After a decade of decline, worldwide sulfur emissions increased between 2000 and 2005, driven by growth in developing economies, a U.S. study says.

A collaborative study by the U.S. Department of Energy's Pacific Northwest National Laboratory in Richland, Wash., and the University of Maryland, found that manmade sulfur dioxide emissions by the historically large emitters — Europe and the United States — showed a decline, but levels began to rise again in 2000 due largely to international shipping and a growing Chinese economy, a PNNL release said Monday.
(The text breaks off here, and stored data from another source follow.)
//! Calendar abstraction for day bucketing.
//!
//! The engine never reads the process time zone. Callers hand in a
//! [`DayCalendar`] that decides where each day starts.

use chrono::{DateTime, Duration, FixedOffset, NaiveDate, TimeZone, Utc};

use crate::models::TimeSpan;

/// Largest local-clock gap stepped over when midnight does not exist.
const MAX_MIDNIGHT_GAP_HOURS: i64 = 3;

pub trait DayCalendar: Send + Sync {
    /// First instant of the day containing `instant`.
    fn start_of_day(&self, instant: DateTime<Utc>) -> DateTime<Utc>;

    /// First instant of the day after the one starting at `day_start`.
    fn next_day_start(&self, day_start: DateTime<Utc>) -> Option<DateTime<Utc>>;

    fn end_of_day(&self, instant: DateTime<Utc>) -> Option<DateTime<Utc>> {
        self.next_day_start(self.start_of_day(instant))
    }

    fn day_span(&self, instant: DateTime<Utc>) -> Option<TimeSpan> {
        let start = self.start_of_day(instant);
        self.next_day_start(start).map(|end| TimeSpan::new(start, end))
    }

    fn is_same_day(&self, a: DateTime<Utc>, b: DateTime<Utc>) -> bool {
        self.start_of_day(a) == self.start_of_day(b)
    }

    fn did_cross_midnight(&self, previous: DateTime<Utc>, current: DateTime<Utc>) -> bool {
        !self.is_same_day(previous, current)
    }

    /// Start of every day intersecting `window`, oldest first.
    fn days_in(&self, window: &TimeSpan) -> Vec<DateTime<Utc>> {
        let mut days = Vec::new();
        if window.is_empty() {
            return days;
        }

        let mut current = self.start_of_day(window.start);
        while current < window.end {
            days.push(current);
            match self.next_day_start(current) {
                Some(next) if next > current => current = next,
                _ => break,
            }
        }
        days
    }

    /// Spans of the last `days` days, the final one containing `ending_on`.
    fn daily_ranges(&self, days: usize, ending_on: DateTime<Utc>) -> Vec<TimeSpan> {
        let mut ranges = Vec::with_capacity(days);
        let mut day_start = self.start_of_day(ending_on);

        for _ in 0..days {
            let Some(day_end) = self.next_day_start(day_start) else {
                break;
            };
            ranges.push(TimeSpan::new(day_start, day_end));

            let previous = self.start_of_day(day_start - Duration::seconds(1));
            if previous >= day_start {
                break;
            }
            day_start = previous;
        }

        ranges.reverse();
        ranges
    }
}

/// Day boundaries at local midnight in a chrono time zone.
#[derive(Debug, Clone)]
pub struct ZonedCalendar<Tz: TimeZone> {
    tz: Tz,
}

impl<Tz: TimeZone> ZonedCalendar<Tz> {
    pub fn new(tz: Tz) -> Self {
        Self { tz }
    }

    pub fn time_zone(&self) -> &Tz {
        &self.tz
    }

    /// Earliest instant of local midnight on `date`. Midnights skipped by a
    /// clock change resolve to the first whole local hour that exists.
    fn local_midnight(&self, date: NaiveDate) -> Option<DateTime<Utc>> {
        let midnight = date.and_hms_opt(0, 0, 0)?;
        (0..=MAX_MIDNIGHT_GAP_HOURS).find_map(|hour| {
            self.tz
                .from_local_datetime(&(midnight + Duration::hours(hour)))
                .earliest()
                .map(|local| local.with_timezone(&Utc))
        })
    }
}

impl ZonedCalendar<Utc> {
    pub fn utc() -> Self {
        Self::new(Utc)
    }
}

impl ZonedCalendar<FixedOffset> {
    /// `None` when the offset is out of range (beyond ±24h).
    pub fn fixed_offset(seconds_east: i32) -> Option<Self> {
        FixedOffset::east_opt(seconds_east).map(Self::new)
    }
}

impl<Tz> DayCalendar for ZonedCalendar<Tz>
where
    Tz: TimeZone + Send + Sync,
{
    fn start_of_day(&self, instant: DateTime<Utc>) -> DateTime<Utc> {
        let date = instant.with_timezone(&self.tz).date_naive();
        match self.local_midnight(date) {
            Some(start) if start <= instant => start,
            _ => instant,
        }
    }

    fn next_day_start(&self, day_start: DateTime<Utc>) -> Option<DateTime<Utc>> {
        let date = day_start.with_timezone(&self.tz).date_naive();
        let next = self.local_midnight(date.succ_opt()?)?;
        (next > day_start).then_some(next)
    }
}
"Sulfur dioxide is an important component of the atmosphere," says lead author Steven Smith of the Joint Global Change Research Institute in College Park, Md. "It changes the radiative balance of the earth by influencing the amount of the sun's energy that warms the globe. We need to understand how much sulfur dioxide is emitted, and when and where it is emitted. This study will help us do that."

The Industrial Revolution brought widespread combustion activities that spew sulfur into the atmosphere, with the potential to acidify rain, soil and lakes, and it can counteract some of the warming effect of carbon dioxide, making it an important component of the environment to understand, researchers said.

Much of the recent increase in levels can be laid at the door of China and its phenomenal growth, they said.

By 2005, China's share of sulfur emissions accounted for 28 percent of the global total, up from just 2 percent in 1950, they reported.

The international shipping industry generally uses a lower quality, higher sulfur content fuel than other transportation modes, and emissions from this activity have been growing, the study found, now making up 10 percent of the global total.